Requirement
Say how many lines in the data below contain the word "definition", and give no other text.
##############################
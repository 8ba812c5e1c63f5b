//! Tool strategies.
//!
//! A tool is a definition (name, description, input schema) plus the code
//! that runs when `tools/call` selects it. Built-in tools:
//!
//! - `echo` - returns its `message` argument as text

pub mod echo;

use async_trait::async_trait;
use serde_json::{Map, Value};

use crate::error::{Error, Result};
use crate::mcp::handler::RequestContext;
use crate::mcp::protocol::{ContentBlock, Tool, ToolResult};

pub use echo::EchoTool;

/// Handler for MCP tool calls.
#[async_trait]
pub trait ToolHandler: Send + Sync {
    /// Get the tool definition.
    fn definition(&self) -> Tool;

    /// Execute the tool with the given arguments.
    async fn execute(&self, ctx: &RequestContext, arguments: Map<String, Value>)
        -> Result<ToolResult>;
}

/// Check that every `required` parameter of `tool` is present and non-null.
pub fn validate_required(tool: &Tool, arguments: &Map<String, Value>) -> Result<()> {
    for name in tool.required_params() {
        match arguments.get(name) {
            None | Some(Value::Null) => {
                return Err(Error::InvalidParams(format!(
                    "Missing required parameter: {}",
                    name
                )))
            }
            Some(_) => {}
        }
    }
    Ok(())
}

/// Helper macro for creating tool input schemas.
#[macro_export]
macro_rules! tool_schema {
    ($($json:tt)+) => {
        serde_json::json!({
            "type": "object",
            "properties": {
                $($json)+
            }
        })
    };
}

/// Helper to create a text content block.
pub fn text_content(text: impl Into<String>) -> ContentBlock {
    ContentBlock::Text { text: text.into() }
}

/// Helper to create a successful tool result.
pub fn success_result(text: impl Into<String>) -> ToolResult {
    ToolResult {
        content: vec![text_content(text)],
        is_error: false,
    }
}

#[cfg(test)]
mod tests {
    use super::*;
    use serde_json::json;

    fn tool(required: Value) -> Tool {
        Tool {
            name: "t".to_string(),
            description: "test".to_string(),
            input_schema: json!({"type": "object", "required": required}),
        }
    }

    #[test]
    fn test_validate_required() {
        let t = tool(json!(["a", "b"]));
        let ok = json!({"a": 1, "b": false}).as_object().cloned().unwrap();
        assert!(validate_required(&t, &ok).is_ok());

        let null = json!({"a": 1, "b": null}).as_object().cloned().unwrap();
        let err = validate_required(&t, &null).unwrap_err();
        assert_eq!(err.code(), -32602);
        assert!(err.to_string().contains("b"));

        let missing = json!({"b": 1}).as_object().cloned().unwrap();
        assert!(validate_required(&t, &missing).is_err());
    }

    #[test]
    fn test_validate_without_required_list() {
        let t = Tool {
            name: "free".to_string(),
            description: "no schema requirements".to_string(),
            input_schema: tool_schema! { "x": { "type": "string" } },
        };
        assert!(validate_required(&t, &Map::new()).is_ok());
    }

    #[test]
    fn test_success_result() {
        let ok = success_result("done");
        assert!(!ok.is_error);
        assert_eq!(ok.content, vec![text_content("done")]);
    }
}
##############################
Exercise solution
3